### EXERCISE INSTRUCTIONS
Once you have located the line containing "tokio::time::sleep(Duration::from_millis(10)).await;" in the material below, return it exactly along with each line after it through the line containing "the fallback poll".
_ _ _ _ _
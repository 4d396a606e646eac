//! Gateway state shared by the cache, the upstream dispatcher and client sessions.
//!
//! Store access is retried a few times before failing with [`Error::StoreUnavailable`].
//! Every successful write wakes up the tasks waiting for that key, see [`ResponseStore::wait_for`].

use std::{
	collections::HashMap,
	sync::{Arc, Mutex, MutexGuard, PoisonError},
	time::Duration,
};
use tokio::{sync::oneshot, time::Instant};
use tokio_retry::{strategy::FixedInterval, Retry};
use tracing::{debug, trace};

use crate::{
	data::{Database, RecordKey},
	error::Error,
};

const STORE_ATTEMPTS: usize = 3;
const STORE_RETRY_INTERVAL_MS: u64 = 10;
/// Fallback polling interval, for values that expire or are written without a notification
const WAIT_POLL_INTERVAL: Duration = Duration::from_secs(1);

type Watchers = HashMap<String, Vec<oneshot::Sender<()>>>;

#[derive(Clone)]
pub struct ResponseStore<T: Database> {
	db: T,
	ttl: Duration,
	watchers: Arc<Mutex<Watchers>>,
}

impl<T: Database> ResponseStore<T> {
	pub fn new(db: T, ttl: Duration) -> Self {
		ResponseStore {
			db,
			ttl,
			watchers: Arc::new(Mutex::new(HashMap::new())),
		}
	}

	pub fn ttl(&self) -> Duration {
		self.ttl
	}

	fn watchers(&self) -> MutexGuard<'_, Watchers> {
		self.watchers.lock().unwrap_or_else(PoisonError::into_inner)
	}

	async fn retry<R>(&self, operation: impl Fn() -> color_eyre::Result<R>) -> Result<R, Error> {
		let operation = &operation;
		let strategy = FixedInterval::from_millis(STORE_RETRY_INTERVAL_MS).take(STORE_ATTEMPTS - 1);
		Retry::start(strategy, move || async move { operation() })
			.await
			.map_err(Error::store)
	}

	fn notify(&self, key: &str) {
		let Some(senders) = self.watchers().remove(key) else {
			return;
		};
		trace!(key, watchers = senders.len(), "Notifying watchers");
		for sender in senders {
			// Receiver is gone if the wait was abandoned
			let _ = sender.send(());
		}
	}

	fn watch(&self, key: &str) -> oneshot::Receiver<()> {
		let (sender, receiver) = oneshot::channel();
		self.watchers()
			.entry(key.to_string())
			.or_default()
			.push(sender);
		receiver
	}

	/// Drops watchers of abandoned waits
	fn prune_watchers(&self) -> usize {
		let mut watchers = self.watchers();
		let before = watchers.values().map(Vec::len).sum::<usize>();
		watchers.retain(|_, senders| {
			senders.retain(|sender| !sender.is_closed());
			!senders.is_empty()
		});
		before - watchers.values().map(Vec::len).sum::<usize>()
	}

	/// Stores value with configured TTL and wakes up waiters of the key
	pub async fn put<K>(&self, key: K, value: K::Type) -> Result<(), Error>
	where
		K: RecordKey + Clone,
		K::Type: Clone,
	{
		let name = key.key();
		self.retry(|| self.db.put_with_ttl(key.clone(), value.clone(), self.ttl))
			.await?;
		self.notify(&name);
		Ok(())
	}

	/// Stores value with configured TTL if there is no live value for the key.
	/// Returns `true` if the value was stored.
	pub async fn put_if_absent<K>(&self, key: K, value: K::Type) -> Result<bool, Error>
	where
		K: RecordKey + Clone,
		K::Type: Clone,
	{
		let name = key.key();
		let is_stored = self
			.retry(|| {
				self.db
					.put_if_absent(key.clone(), value.clone(), self.ttl)
			})
			.await?;
		if is_stored {
			self.notify(&name);
		}
		Ok(is_stored)
	}

	pub async fn get<K: RecordKey + Clone>(&self, key: K) -> Result<Option<K::Type>, Error> {
		self.retry(|| self.db.get(key.clone())).await
	}

	pub async fn delete<K: RecordKey + Clone>(&self, key: K) -> Result<(), Error> {
		self.retry(|| self.db.delete(key.clone())).await
	}

	pub async fn hash_put<K>(&self, key: K, field: &str, value: K::Type) -> Result<(), Error>
	where
		K: RecordKey + Clone,
		K::Type: Clone,
	{
		self.retry(|| self.db.hash_put(key.clone(), field, value.clone()))
			.await
	}

	pub async fn hash_get<K: RecordKey + Clone>(
		&self,
		key: K,
		field: &str,
	) -> Result<Option<K::Type>, Error> {
		self.retry(|| self.db.hash_get(key.clone(), field)).await
	}

	/// Waits until a value is stored under the key, for at most the given timeout.
	///
	/// Watcher is registered before the store is checked, so a value written between
	/// the check and the wait still wakes the waiter up.
	pub async fn wait_for<K: RecordKey + Clone>(
		&self,
		key: K,
		timeout: Duration,
	) -> Result<K::Type, Error> {
		let name = key.key();
		let deadline = Instant::now() + timeout;

		loop {
			let watcher = self.watch(&name);
			if let Some(value) = self.get(key.clone()).await? {
				return Ok(value);
			}

			let now = Instant::now();
			if now >= deadline {
				break;
			}
			let wake_up = deadline.min(now + WAIT_POLL_INTERVAL);
			// Either notified, polling again, or past the deadline on the next check
			let _ = tokio::time::timeout_at(wake_up, watcher).await;
		}

		let pruned = self.prune_watchers();
		debug!(key = %name, pruned, "Wait for key timed out");
		Err(Error::Timeout(timeout))
	}

	/// Removes expired entries and abandoned watchers
	pub async fn prune_expired(&self) -> Result<usize, Error> {
		let pruned = self.retry(|| self.db.prune_expired()).await?;
		let watchers = self.prune_watchers();
		trace!(watchers, "Pruned abandoned watchers");
		Ok(pruned)
	}
}

#[cfg(test)]
mod tests {
	use super::*;
	use crate::{
		data::{MemoryDB, ResponseKey, ResponseCacheKey},
		request_id::{self, ClientId, SessionId},
		types::{Fingerprint, Frame},
	};
	use color_eyre::eyre::eyre;
	use serde_json::json;
	use std::sync::atomic::{AtomicUsize, Ordering};

	fn store() -> ResponseStore<MemoryDB> {
		ResponseStore::new(MemoryDB::default(), Duration::from_secs(20))
	}

	fn response_key() -> ResponseKey {
		ResponseKey(request_id::encode(&SessionId::generate(), &ClientId::from(1)))
	}

	#[tokio::test]
	async fn wait_for_existing_value() {
		let store = store();
		let key = response_key();
		let frame = Frame::response(&ClientId::from(1), json!("0x01"));
		store.put(key.clone(), frame.clone()).await.unwrap();

		let value = store.wait_for(key, Duration::from_secs(1)).await.unwrap();
		assert_eq!(value, frame);
	}

	#[tokio::test]
	async fn wait_for_is_woken_up_by_write() {
		let store = store();
		let key = response_key();
		let frame = Frame::response(&ClientId::from(1), json!("0x02"));

		let waiter = tokio::spawn({
			let store = store.clone();
			let key = key.clone();
			async move { store.wait_for(key, Duration::from_secs(30)).await }
		});
		tokio::time::sleep(Duration::from_millis(10)).await;
		let started = std::time::Instant::now();
		store.put(key, frame.clone()).await.unwrap();

		assert_eq!(waiter.await.unwrap().unwrap(), frame);
		// woken up by the notification, well before the fallback poll
		assert!(started.elapsed() < WAIT_POLL_INTERVAL);
	}

	#[tokio::test(start_paused = true)]
	async fn wait_for_times_out() {
		let store = store();
		let timeout = Duration::from_secs(5);
		let result = store.wait_for(response_key(), timeout).await;
		assert_eq!(result, Err(Error::Timeout(timeout)));
		assert!(store.watchers().is_empty());
	}

	#[tokio::test]
	async fn abandoned_watchers_are_pruned() {
		let store = store();
		let wait = store.wait_for(response_key(), Duration::from_secs(30));
		let _ = tokio::time::timeout(Duration::from_millis(10), wait).await;
		assert_eq!(store.watchers().len(), 1);

		store.prune_expired().await.unwrap();
		assert!(store.watchers().is_empty());
	}

	#[tokio::test]
	async fn put_if_absent_notifies_only_when_stored() {
		let store = store();
		let fingerprint = Fingerprint::new("chain_getBlock", Some(&json!([]))).unwrap();
		let key = ResponseCacheKey(fingerprint);
		let first = Frame::response(&ClientId::from(1), json!("first"));
		let second = Frame::response(&ClientId::from(2), json!("second"));

		assert!(store.put_if_absent(key.clone(), first.clone()).await.unwrap());
		assert!(!store.put_if_absent(key.clone(), second).await.unwrap());
		assert_eq!(store.get(key).await.unwrap(), Some(first));
	}

	#[tokio::test(start_paused = true)]
	async fn retries_failing_operations() {
		let store = store();
		let attempts = AtomicUsize::new(0);

		let result = store
			.retry(|| {
				attempts.fetch_add(1, Ordering::SeqCst);
				Err::<(), _>(eyre!("connection refused"))
			})
			.await;
		assert_eq!(attempts.load(Ordering::SeqCst), STORE_ATTEMPTS);
		assert!(matches!(result, Err(Error::StoreUnavailable(_))));

		attempts.store(0, Ordering::SeqCst);
		let result = store
			.retry(|| match attempts.fetch_add(1, Ordering::SeqCst) {
				0 => Err(eyre!("connection refused")),
				_ => Ok(42),
			})
			.await;
		assert_eq!(result, Ok(42));
	}
}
_ _ _ _ _
### RESPONSE TO THE TASK
		tokio::time::sleep(Duration::from_millis(10)).await;
		let started = std::time::Instant::now();
		store.put(key, frame.clone()).await.unwrap();

		assert_eq!(waiter.await.unwrap().unwrap(), frame);
		// woken up by the notification, well before the fallback poll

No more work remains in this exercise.